■ **TASK TO COMPLETE**
Only one stretch of the data below is wanted: the lines starting at the one with "pub const CONFERENCE: &str" and ending at the one with "pub fn from_joined(joined: &str)", both included, given again exactly.
|---|
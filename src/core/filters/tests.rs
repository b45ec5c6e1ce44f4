//! Unit tests for filter functionality

use super::*;

fn map(pairs: &[(&str, &str)]) -> QueryMap {
    pairs
        .iter()
        .map(|(k, v)| (k.to_string(), v.to_string()))
        .collect()
}

fn date(y: i32, m: u32, d: u32) -> NaiveDate {
    NaiveDate::from_ymd_opt(y, m, d).unwrap()
}

#[cfg(test)]
mod opponent_set_tests {
    use super::*;

    #[test]
    fn test_from_joined_preserves_order_and_dedupes() {
        let set = OpponentSet::from_joined("Boston Celtics, Los Angeles Lakers,,Boston Celtics");
        let names: Vec<&str> = set.iter().collect();
        assert_eq!(names, vec!["Boston Celtics", "Los Angeles Lakers"]);
    }

    #[test]
    fn test_toggle_adds_then_removes() {
        let mut set = OpponentSet::new();
        set.toggle("Miami Heat");
        assert!(set.contains("Miami Heat"));
        set.toggle("Miami Heat");
        assert!(set.is_empty());
    }

    #[test]
    fn test_remove_keeps_relative_order() {
        let mut set: OpponentSet = ["Atlanta Hawks", "Boston Celtics", "Chicago Bulls", "Utah Jazz"]
            .into_iter()
            .collect();
        set.toggle("Boston Celtics");
        assert_eq!(set.join(), "Atlanta Hawks,Chicago Bulls,Utah Jazz");
    }

    #[test]
    fn test_insert_rejects_blank_and_duplicates() {
        let mut set = OpponentSet::new();
        assert!(set.insert("Utah Jazz"));
        assert!(!set.insert("Utah Jazz"));
        assert!(!set.insert("   "));
        assert_eq!(set.len(), 1);
    }

    #[test]
    fn test_join_has_no_whitespace() {
        let set = OpponentSet::from_joined(" Denver Nuggets ,Phoenix Suns ");
        assert_eq!(set.join(), "Denver Nuggets,Phoenix Suns");
    }
}

#[cfg(test)]
mod filter_model_tests {
    use super::*;

    #[test]
    fn test_empty_model_serializes_to_empty_map() {
        assert!(FilterModel::new().serialize().is_empty());
    }

    #[test]
    fn test_outcome_all_is_omitted() {
        let mut model = FilterModel::new();
        model.set_outcome("All");
        assert!(!model.serialize().contains_key(OUTCOME));

        model.set_outcome("Win");
        assert_eq!(model.serialize().get(OUTCOME).map(String::as_str), Some("Win"));
    }

    #[test]
    fn test_all_sentinel_omitted_for_every_vocabulary_field() {
        let mut model = FilterModel::new();
        model.set_season_type("All");
        model.set_division("All");
        model.set_conference("All");
        model.set_game_type("All");
        model.set_outcome("All");
        assert!(model.serialize().is_empty());
    }

    #[test]
    fn test_empty_strings_omitted() {
        let mut model = FilterModel::new();
        model.set_season("");
        model.set_division("  ");
        model.set_conference("");
        assert!(model.serialize().is_empty());
    }

    #[test]
    fn test_full_serialization_keys() {
        let mut model = FilterModel::new();
        model.set_date_from(Some(date(2025, 1, 1)));
        model.set_date_to(Some(date(2025, 12, 31)));
        model.set_last_n_games(Some(LastNGames::new(10).unwrap()));
        model.set_season("2024-25");
        model.set_season_type("Regular Season");
        model.set_division("Pacific");
        model.set_conference("West");
        model.set_game_type("Interconference");
        model.set_outcome("Loss");
        model.toggle_opponent("Boston Celtics");
        model.toggle_opponent("Miami Heat");

        let expected = map(&[
            ("date_from", "2025-01-01"),
            ("date_to", "2025-12-31"),
            ("last_n_games", "10"),
            ("season", "2024-25"),
            ("season_type", "Regular Season"),
            ("division", "Pacific"),
            ("conference", "West"),
            ("game_type", "Interconference"),
            ("outcome", "Loss"),
            ("opponents", "Boston Celtics,Miami Heat"),
        ]);
        assert_eq!(model.serialize(), expected);
    }

    #[test]
    fn test_opponent_round_trip() {
        let mut model =
            FilterModel::initialize(&map(&[("opponents", "Boston Celtics,Los Angeles Lakers")]));
        model.toggle_opponent("Boston Celtics");
        assert_eq!(
            model.serialize(),
            map(&[("opponents", "Los Angeles Lakers")])
        );
    }

    #[test]
    fn test_removing_last_opponent_omits_key() {
        let mut model = FilterModel::initialize(&map(&[("opponents", "Utah Jazz")]));
        model.toggle_opponent("Utah Jazz");
        assert!(!model.serialize().contains_key(OPPONENTS));
    }

    #[test]
    fn test_initialize_reproduces_applied_map() {
        let applied = map(&[
            ("date_from", "2024-11-01"),
            ("last_n_games", "5"),
            ("season", "2024-25"),
            ("outcome", "Win"),
            ("opponents", "Atlanta Hawks,Chicago Bulls"),
        ]);
        assert_eq!(FilterModel::initialize(&applied).serialize(), applied);
    }

    #[test]
    fn test_initialize_drops_unparseable_values() {
        let model = FilterModel::initialize(&map(&[
            ("date_from", "not-a-date"),
            ("last_n_games", "500"),
            ("season", "2023-24"),
        ]));
        let criteria = model.criteria();
        assert!(criteria.date_from.is_none());
        assert!(criteria.last_n_games.is_none());
        assert_eq!(model.serialize(), map(&[("season", "2023-24")]));
    }

    #[test]
    fn test_initialize_with_all_sentinel_stays_empty() {
        let model = FilterModel::initialize(&map(&[("game_type", "All"), ("outcome", "All")]));
        assert!(model.serialize().is_empty());
        assert!(model.criteria().is_empty());
    }

    #[test]
    fn test_clear_resets_fully() {
        let mut model = FilterModel::initialize(&map(&[
            ("date_to", "2025-02-01"),
            ("division", "Atlantic"),
            ("opponents", "Boston Celtics"),
        ]));
        model.set_outcome("Win");
        model.clear();
        assert!(model.serialize().is_empty());
        assert_eq!(model, FilterModel::new());
    }

    #[test]
    fn test_apply_filters_invokes_callback_with_serialized_map() {
        let mut model = FilterModel::new();
        model.set_date_from(Some(date(2025, 1, 1)));

        let mut received = None;
        model.apply_filters(|criteria| received = Some(criteria));
        assert_eq!(received, Some(map(&[("date_from", "2025-01-01")])));
    }

    #[test]
    fn test_serialize_is_pure() {
        let mut model = FilterModel::new();
        model.set_conference("East");
        assert_eq!(model.serialize(), model.serialize());
    }
}

#[cfg(test)]
mod describe_tests {
    use super::*;

    #[test]
    fn test_describe_date_variants() {
        let mut criteria = FilterCriteria {
            date_from: Some(date(2025, 1, 1)),
            date_to: Some(date(2025, 2, 1)),
            ..FilterCriteria::default()
        };
        assert_eq!(criteria.describe(), vec!["Date range: 2025-01-01 to 2025-02-01"]);

        criteria.date_to = None;
        assert_eq!(criteria.describe(), vec!["From date: 2025-01-01"]);

        criteria.date_from = None;
        criteria.date_to = Some(date(2025, 2, 1));
        assert_eq!(criteria.describe(), vec!["To date: 2025-02-01"]);
    }

    #[test]
    fn test_describe_skips_all_and_orders_messages() {
        let criteria = FilterCriteria {
            last_n_games: Some(LastNGames::new(7).unwrap()),
            season: Some("2023-24".to_string()),
            division: Some("Central".to_string()),
            conference: Some("East".to_string()),
            game_type: Some("All".to_string()),
            outcome: Some("Win".to_string()),
            ..FilterCriteria::default()
        };
        assert_eq!(
            criteria.describe(),
            vec![
                "Last 7 games",
                "Season: 2023-24",
                "Conference: East",
                "Division: Central",
                "Outcome: Win",
            ]
        );
    }

    #[test]
    fn test_describe_opponents() {
        let two = FilterCriteria {
            opponents: OpponentSet::from_joined("Boston Celtics,Miami Heat"),
            ..FilterCriteria::default()
        };
        assert_eq!(two.describe(), vec!["Opponents: Boston Celtics, Miami Heat"]);

        let three = FilterCriteria {
            opponents: OpponentSet::from_joined("Boston Celtics,Miami Heat,Utah Jazz"),
            ..FilterCriteria::default()
        };
        assert_eq!(three.describe(), vec!["Opponents: 3 teams selected"]);
    }
}

#[cfg(test)]
mod panel_tests {
    use super::*;

    #[test]
    fn test_panel_starts_closed_and_rejects_edits() {
        let mut panel = FilterPanel::new();
        assert_eq!(panel.state(), PanelState::Closed);
        assert!(panel.model().is_none());
        assert!(!panel.edit(|m| m.set_outcome("Win")));
        assert!(panel.apply().is_none());
        assert!(panel.clear().is_none());
    }

    #[test]
    fn test_apply_returns_map_and_closes() {
        let mut panel = FilterPanel::new();
        panel.open();
        assert!(panel.edit(|m| m.set_outcome("Win")));

        let applied = panel.apply().unwrap();
        assert_eq!(applied, map(&[("outcome", "Win")]));
        assert!(!panel.is_open());
        assert!(panel.is_filtered());
    }

    #[test]
    fn test_reopen_seeds_from_last_applied() {
        let mut panel = FilterPanel::new();
        panel.open();
        panel.edit(|m| m.toggle_opponent("Utah Jazz"));
        panel.apply();

        panel.open();
        let model = panel.model().unwrap();
        assert!(model.criteria().opponents.contains("Utah Jazz"));
    }

    #[test]
    fn test_close_discards_pending_edits() {
        let mut panel = FilterPanel::new();
        panel.open();
        panel.edit(|m| m.set_division("Pacific"));
        panel.close();

        panel.open();
        assert!(panel.model().unwrap().serialize().is_empty());
        assert!(!panel.is_filtered());
    }

    #[test]
    fn test_clear_without_active_filters_needs_no_refetch() {
        let mut panel = FilterPanel::new();
        panel.open();
        panel.edit(|m| m.set_conference("West"));
        assert_eq!(panel.clear(), Some(ClearOutcome { refetch: false }));
        assert!(!panel.is_open());
    }

    #[test]
    fn test_clear_after_apply_requests_refetch() {
        let mut panel = FilterPanel::new();
        panel.open();
        panel.edit(|m| m.set_conference("West"));
        panel.apply();

        panel.open();
        assert_eq!(panel.clear(), Some(ClearOutcome { refetch: true }));
        assert!(panel.last_applied().is_empty());

        panel.open();
        assert!(panel.model().unwrap().serialize().is_empty());
    }
}
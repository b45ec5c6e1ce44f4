//! Entry point: parse CLI, set up logging and dispatch to command handlers.

use clap::Parser;
use tracing_subscriber::EnvFilter;

use basketify_stats::{
    cli::{Basketify, Commands},
    commands::{handle_filter_query, handle_local, handle_seasonal, handle_stats, StatsParams},
    Result,
};

fn init_logging(verbose: bool) {
    let default = if verbose { "basketify_stats=debug" } else { "warn" };
    let filter = EnvFilter::try_from_default_env().unwrap_or_else(|_| EnvFilter::new(default));
    tracing_subscriber::fmt()
        .with_env_filter(filter)
        .with_writer(std::io::stderr)
        .init();
}

/// Run the CLI.
#[tokio::main]
async fn main() -> Result<()> {
    let app = Basketify::parse();
    init_logging(app.verbose);

    match app.command {
        Commands::Stats {
            kind,
            name,
            filters,
            json,
            as_of,
        } => {
            handle_stats(StatsParams {
                api_url: app.api_url,
                kind,
                name,
                filters: filters.to_filter_model(),
                as_json: json,
                as_of,
            })
            .await?
        }

        Commands::Seasonal {
            kind,
            name,
            filters,
            json,
        } => handle_seasonal(app.api_url, kind, &name, &filters.to_filter_model(), json).await?,

        Commands::Local {
            path,
            filters,
            json,
            as_of,
        } => handle_local(&path, &filters.to_filter_model(), json, as_of)?,

        Commands::FilterQuery { filters } => handle_filter_query(&filters.to_filter_model()),
    }

    Ok(())
}
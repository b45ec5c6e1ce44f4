//! Seasonal totals command.

use super::common::{build_client, check_season, log_filters, print_filters, print_summaries};
use crate::{
    cli::types::EntityKind,
    core::filters::FilterModel,
    stats::compute::{newest_first, seasonal_or_aggregate},
    Result, StatsError,
};

pub async fn handle_seasonal(
    api_url: Option<String>,
    kind: EntityKind,
    name: &str,
    filters: &FilterModel,
    as_json: bool,
) -> Result<()> {
    check_season(kind, filters)?;
    let client = build_client(api_url)?;
    log_filters(filters);

    let response = client.get_stats(kind, name, &filters.serialize()).await?;
    let seasons = newest_first(seasonal_or_aggregate(
        &response.seasonal_stats,
        &response.stats,
    ));
    if seasons.is_empty() {
        return Err(StatsError::NoData);
    }

    if as_json {
        println!("{}", serde_json::to_string_pretty(&seasons)?);
        return Ok(());
    }

    println!("{kind} {name}");
    print_filters(&filters.criteria().describe());
    print_summaries(&seasons);
    Ok(())
}
//! Multi-criteria filter model for stats views.
//!
//! The filter panel edits a [`FilterModel`]; on "Apply" the model is
//! serialized into a flat string map that is sent to the stats API as query
//! parameters and can be replayed client-side with
//! [`crate::stats::apply::apply_filters`].
//!
//! # Wire format
//!
//! | Field | Key | Emitted when |
//! | --- | --- | --- |
//! | date from / to | `date_from`, `date_to` | set |
//! | last N games | `last_n_games` | set |
//! | season | `season` | non-empty |
//! | season type, division, conference, game type, outcome | `season_type`, `division`, `conference`, `game_type`, `outcome` | non-empty and not `All` |
//! | opponents | `opponents` | at least one selected, comma-joined in selection order |
//!
//! Unset criteria never appear as keys.

use std::collections::BTreeMap;

use chrono::NaiveDate;
use tracing::debug;

use crate::cli::types::{parse_date, LastNGames, ALL};

#[cfg(test)]
mod tests;

/// Serialized filter criteria, keyed by query parameter name.
pub type QueryMap = BTreeMap<String, String>;

pub const DATE_FROM: &str = "date_from";
pub const DATE_TO: &str = "date_to";
pub const LAST_N_GAMES: &str = "last_n_games";
pub const SEASON: &str = "season";
pub const SEASON_TYPE: &str = "season_type";
pub const DIVISION: &str = "division";
pub const CONFERENCE: &str = "conference";
pub const GAME_TYPE: &str = "game_type";
pub const OUTCOME: &str = "outcome";
pub const OPPONENTS: &str = "opponents";

/// Insertion-ordered set of opponent team names.
#[derive(Debug, Clone, Default, PartialEq, Eq)]
pub struct OpponentSet(Vec<String>);

impl OpponentSet {
    pub fn new() -> Self {
        Self::default()
    }

    /// Split a comma-joined list, trimming names and dropping blanks and repeats.
    pub fn from_joined(joined: &str) -> Self {
        let mut set = Self::new();
        for name in joined.split(',') {
            set.insert(name);
        }
        set
    }

    /// Add `team` at the end unless already present. Returns whether it was added.
    pub fn insert(&mut self, team: &str) -> bool {
        let team = team.trim();
        if team.is_empty() || self.contains(team) {
            return false;
        }
        self.0.push(team.to_string());
        true
    }

    pub fn remove(&mut self, team: &str) -> bool {
        let team = team.trim();
        let before = self.0.len();
        self.0.retain(|t| t != team);
        self.0.len() != before
    }

    /// Remove `team` if selected, otherwise add it.
    pub fn toggle(&mut self, team: &str) {
        if !self.remove(team) {
            self.insert(team);
        }
    }

    pub fn contains(&self, team: &str) -> bool {
        self.0.iter().any(|t| t == team.trim())
    }

    pub fn len(&self) -> usize {
        self.0.len()
    }

    pub fn is_empty(&self) -> bool {
        self.0.is_empty()
    }

    pub fn iter(&self) -> impl Iterator<Item = &str> {
        self.0.iter().map(String::as_str)
    }

    /// Comma-joined with no surrounding whitespace.
    pub fn join(&self) -> String {
        self.0.join(",")
    }

    pub fn clear(&mut self) {
        self.0.clear();
    }
}

impl<'a> FromIterator<&'a str> for OpponentSet {
    fn from_iter<I: IntoIterator<Item = &'a str>>(iter: I) -> Self {
        let mut set = Self::new();
        for team in iter {
            set.insert(team);
        }
        set
    }
}

/// The active filter selection. Everything is unset by default.
///
/// Vocabulary fields hold the raw selected value; `All` (or an empty
/// string) means no constraint.
#[derive(Debug, Clone, Default, PartialEq)]
pub struct FilterCriteria {
    pub date_from: Option<NaiveDate>,
    pub date_to: Option<NaiveDate>,
    pub last_n_games: Option<LastNGames>,
    pub season: Option<String>,
    pub season_type: Option<String>,
    pub division: Option<String>,
    pub conference: Option<String>,
    pub game_type: Option<String>,
    pub outcome: Option<String>,
    pub opponents: OpponentSet,
}

fn non_empty(value: &Option<String>) -> Option<&str> {
    value.as_deref().map(str::trim).filter(|v| !v.is_empty())
}

fn constraining(value: &Option<String>) -> Option<&str> {
    non_empty(value).filter(|v| *v != ALL)
}

impl FilterCriteria {
    /// Seed criteria from a previously applied filter map.
    ///
    /// Values that cannot be parsed (a malformed date, say) are left unset.
    pub fn from_query_map(initial: &QueryMap) -> Self {
        let text = |key: &str| initial.get(key).map(|v| v.trim().to_string());
        let date = |key: &str| {
            initial.get(key).and_then(|v| match parse_date(v) {
                Ok(d) => Some(d),
                Err(e) => {
                    debug!("ignoring {key}={v:?}: {e}");
                    None
                }
            })
        };

        FilterCriteria {
            date_from: date(DATE_FROM),
            date_to: date(DATE_TO),
            last_n_games: initial.get(LAST_N_GAMES).and_then(|v| v.parse().ok()),
            season: text(SEASON),
            season_type: text(SEASON_TYPE),
            division: text(DIVISION),
            conference: text(CONFERENCE),
            game_type: text(GAME_TYPE),
            outcome: text(OUTCOME),
            opponents: initial
                .get(OPPONENTS)
                .map(|v| OpponentSet::from_joined(v))
                .unwrap_or_default(),
        }
    }

    /// Wire-format map of every constraining criterion.
    pub fn to_query_map(&self) -> QueryMap {
        let mut map = QueryMap::new();
        let mut put = |key: &str, value: String| {
            map.insert(key.to_string(), value);
        };

        if let Some(d) = self.date_from {
            put(DATE_FROM, d.format("%Y-%m-%d").to_string());
        }
        if let Some(d) = self.date_to {
            put(DATE_TO, d.format("%Y-%m-%d").to_string());
        }
        if let Some(n) = self.last_n_games {
            put(LAST_N_GAMES, n.to_string());
        }
        if let Some(season) = non_empty(&self.season) {
            put(SEASON, season.to_string());
        }
        for (key, value) in [
            (SEASON_TYPE, &self.season_type),
            (DIVISION, &self.division),
            (CONFERENCE, &self.conference),
            (GAME_TYPE, &self.game_type),
            (OUTCOME, &self.outcome),
        ] {
            if let Some(v) = constraining(value) {
                put(key, v.to_string());
            }
        }
        if !self.opponents.is_empty() {
            put(OPPONENTS, self.opponents.join());
        }
        map
    }

    pub fn is_empty(&self) -> bool {
        self.to_query_map().is_empty()
    }

    /// Human-readable description of the active filters, one message each.
    pub fn describe(&self) -> Vec<String> {
        let mut messages = Vec::new();

        match (self.date_from, self.date_to) {
            (Some(from), Some(to)) => messages.push(format!("Date range: {from} to {to}")),
            (Some(from), None) => messages.push(format!("From date: {from}")),
            (None, Some(to)) => messages.push(format!("To date: {to}")),
            (None, None) => {}
        }
        if let Some(n) = self.last_n_games {
            messages.push(format!("Last {n} games"));
        }
        if let Some(season) = non_empty(&self.season) {
            messages.push(format!("Season: {season}"));
        }
        if let Some(v) = constraining(&self.season_type) {
            messages.push(format!("Season Type: {v}"));
        }
        if let Some(v) = constraining(&self.conference) {
            messages.push(format!("Conference: {v}"));
        }
        if let Some(v) = constraining(&self.division) {
            messages.push(format!("Division: {v}"));
        }
        if let Some(v) = constraining(&self.game_type) {
            messages.push(format!("Game Type: {v}"));
        }
        if let Some(v) = constraining(&self.outcome) {
            messages.push(format!("Outcome: {v}"));
        }
        if self.opponents.len() > 2 {
            messages.push(format!("Opponents: {} teams selected", self.opponents.len()));
        } else if !self.opponents.is_empty() {
            let names: Vec<&str> = self.opponents.iter().collect();
            messages.push(format!("Opponents: {}", names.join(", ")));
        }
        messages
    }
}

/// Editable filter state behind a filter panel.
#[derive(Debug, Clone, Default, PartialEq)]
pub struct FilterModel {
    criteria: FilterCriteria,
}

impl FilterModel {
    pub fn new() -> Self {
        Self::default()
    }

    /// Seed from the last applied filters; `opponents` arrives comma-joined.
    pub fn initialize(initial: &QueryMap) -> Self {
        Self {
            criteria: FilterCriteria::from_query_map(initial),
        }
    }

    pub fn from_criteria(criteria: FilterCriteria) -> Self {
        Self { criteria }
    }

    pub fn criteria(&self) -> &FilterCriteria {
        &self.criteria
    }

    pub fn set_date_from(&mut self, date: Option<NaiveDate>) {
        self.criteria.date_from = date;
    }

    pub fn set_date_to(&mut self, date: Option<NaiveDate>) {
        self.criteria.date_to = date;
    }

    pub fn set_last_n_games(&mut self, n: Option<LastNGames>) {
        self.criteria.last_n_games = n;
    }

    pub fn set_season(&mut self, season: impl Into<String>) {
        self.criteria.season = Some(season.into());
    }

    pub fn set_season_type(&mut self, value: impl Into<String>) {
        self.criteria.season_type = Some(value.into());
    }

    pub fn set_division(&mut self, value: impl Into<String>) {
        self.criteria.division = Some(value.into());
    }

    pub fn set_conference(&mut self, value: impl Into<String>) {
        self.criteria.conference = Some(value.into());
    }

    pub fn set_game_type(&mut self, value: impl Into<String>) {
        self.criteria.game_type = Some(value.into());
    }

    pub fn set_outcome(&mut self, value: impl Into<String>) {
        self.criteria.outcome = Some(value.into());
    }

    /// Select `team` as an opponent, or deselect it if already selected.
    pub fn toggle_opponent(&mut self, team: &str) {
        self.criteria.opponents.toggle(team);
    }

    pub fn serialize(&self) -> QueryMap {
        self.criteria.to_query_map()
    }

    /// Reset every criterion. Does not apply anything.
    pub fn clear(&mut self) {
        self.criteria = FilterCriteria::default();
    }

    /// Hand the serialized criteria to `on_apply`.
    pub fn apply_filters<F>(&self, on_apply: F)
    where
        F: FnOnce(QueryMap),
    {
        on_apply(self.serialize());
    }
}

#[derive(Debug, Clone, Copy, PartialEq, Eq)]
pub enum PanelState {
    Closed,
    Open,
}

/// What the caller should do after the panel was cleared.
#[derive(Debug, Clone, Copy, PartialEq, Eq)]
pub struct ClearOutcome {
    /// Filters were active before the clear, so unfiltered data must be refetched.
    pub refetch: bool,
}

/// Filter panel lifecycle: Closed → Open → (edits) → Applied or Cleared → Closed.
///
/// The panel keeps only the last applied filter map between openings; the
/// editable model is reseeded from it every time the panel opens.
#[derive(Debug, Clone)]
pub struct FilterPanel {
    state: PanelState,
    model: FilterModel,
    last_applied: QueryMap,
}

impl Default for FilterPanel {
    fn default() -> Self {
        Self::new()
    }
}

impl FilterPanel {
    pub fn new() -> Self {
        Self {
            state: PanelState::Closed,
            model: FilterModel::new(),
            last_applied: QueryMap::new(),
        }
    }

    pub fn state(&self) -> PanelState {
        self.state
    }

    pub fn is_open(&self) -> bool {
        self.state == PanelState::Open
    }

    pub fn last_applied(&self) -> &QueryMap {
        &self.last_applied
    }

    /// Whether the view is currently showing filtered data.
    pub fn is_filtered(&self) -> bool {
        !self.last_applied.is_empty()
    }

    /// Open the panel, reseeding the model from the last applied filters.
    pub fn open(&mut self) {
        self.model = FilterModel::initialize(&self.last_applied);
        self.state = PanelState::Open;
    }

    /// Close without applying; pending edits are discarded.
    pub fn close(&mut self) {
        self.model = FilterModel::new();
        self.state = PanelState::Closed;
    }

    /// The model being edited, only while open.
    pub fn model(&self) -> Option<&FilterModel> {
        self.is_open().then_some(&self.model)
    }

    /// Run `edit` against the model. Returns `false` (and changes nothing)
    /// while the panel is closed.
    pub fn edit<F>(&mut self, edit: F) -> bool
    where
        F: FnOnce(&mut FilterModel),
    {
        if !self.is_open() {
            return false;
        }
        edit(&mut self.model);
        true
    }

    /// Serialize the edited criteria, remember them and close.
    /// Returns `None` while closed.
    pub fn apply(&mut self) -> Option<QueryMap> {
        if !self.is_open() {
            return None;
        }
        let mut applied = QueryMap::new();
        self.model.apply_filters(|map| applied = map);
        self.last_applied = applied.clone();
        self.close();
        Some(applied)
    }

    /// Reset the criteria and close. Returns `None` while closed.
    pub fn clear(&mut self) -> Option<ClearOutcome> {
        if !self.is_open() {
            return None;
        }
        self.model.clear();
        let outcome = ClearOutcome {
            refetch: self.is_filtered(),
        };
        self.last_applied.clear();
        self.close();
        Some(outcome)
    }
}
|---|
■ **OUTPUT**
pub const CONFERENCE: &str = "conference";
pub const GAME_TYPE: &str = "game_type";
pub const OUTCOME: &str = "outcome";
pub const OPPONENTS: &str = "opponents";

/// Insertion-ordered set of opponent team names.
#[derive(Debug, Clone, Default, PartialEq, Eq)]
pub struct OpponentSet(Vec<String>);

impl OpponentSet {
    pub fn new() -> Self {
        Self::default()
    }

    /// Split a comma-joined list, trimming names and dropping blanks and repeats.
    pub fn from_joined(joined: &str) -> Self {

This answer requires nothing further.